Even though the engraftment rate is lower, PDX from biopsies are essential to include aggressive recurrent and metastasized carcinomas -that cannot be treated by surgery- in preclinical research. Since PDX engraftment from biopsies is feasible, routine implantation of endoscopic biopsies should be implemented in HNSCC research projects. As a result, biopsy PDX might play a crucial role in personalized therapy for HNSCC patients in advanced tumor stage.

Conclusion

This study describes the successful establishment of patient-derived xenograft models from head and neck cancers obtained from endoscopic biopsies and surgery resection specimens.

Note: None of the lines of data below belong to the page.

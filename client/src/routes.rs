//! Route resolution for the todo-list frontend.
//!
//! # Design
//! A static table of four bindings: three literal paths and one
//! parameterized path carrying a list id. Literal matches take priority;
//! the id is an opaque single segment, passed through untouched. There is
//! no catch-all: an unmatched path resolves to `None` and the caller
//! decides what to show.

/// A resolved view binding with its extracted parameters.
#[derive(Debug, Clone, PartialEq, Eq)]
pub enum Route {
    Home,
    Today,
    Upcoming,
    List { id: String },
}

impl Route {
    /// Resolve a navigated path to a view binding.
    ///
    /// Query strings and fragments are ignored; a trailing slash on a
    /// non-root path is tolerated. `/list/{id}` requires a non-empty id
    /// of exactly one segment.
    pub fn resolve(path: &str) -> Option<Route> {
        let path = path.split(['?', '#']).next().unwrap_or_default();
        let path = if path.len() > 1 {
            path.trim_end_matches('/')
        } else {
            path
        };

        match path {
            "/" => Some(Route::Home),
            "/today" => Some(Route::Today),
            "/upcoming" => Some(Route::Upcoming),
            _ => path
                .strip_prefix("/list/")
                .filter(|id| !id.is_empty() && !id.contains('/'))
                .map(|id| Route::List { id: id.to_string() }),
        }
    }
}
use tokio::net::TcpListener;

#[tokio::main]
async fn main() -> Result<(), std::io::Error> {
    env_logger::init();
    let port = std::env::var("PORT").unwrap_or_else(|_| "8080".to_string());
    let addr = format!("127.0.0.1:{port}");
    let listener = TcpListener::bind(&addr).await?;
    log::info!("listening on {addr}");
    mock_server::run(listener).await
}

Additionally to the higher engraftment efficacy of the latter compared to the former, intratumoral M2-like macrophages as well as a low PD-L1 expression on tumor and immune cells were identified as independent positive predictors for engraftment. Vice versa, the p16 status had no impact on engraftment efficacy. Finally, PDX models from both sources were successfully transferred and expanded thus broadening the resources for preclinical drug response analyses.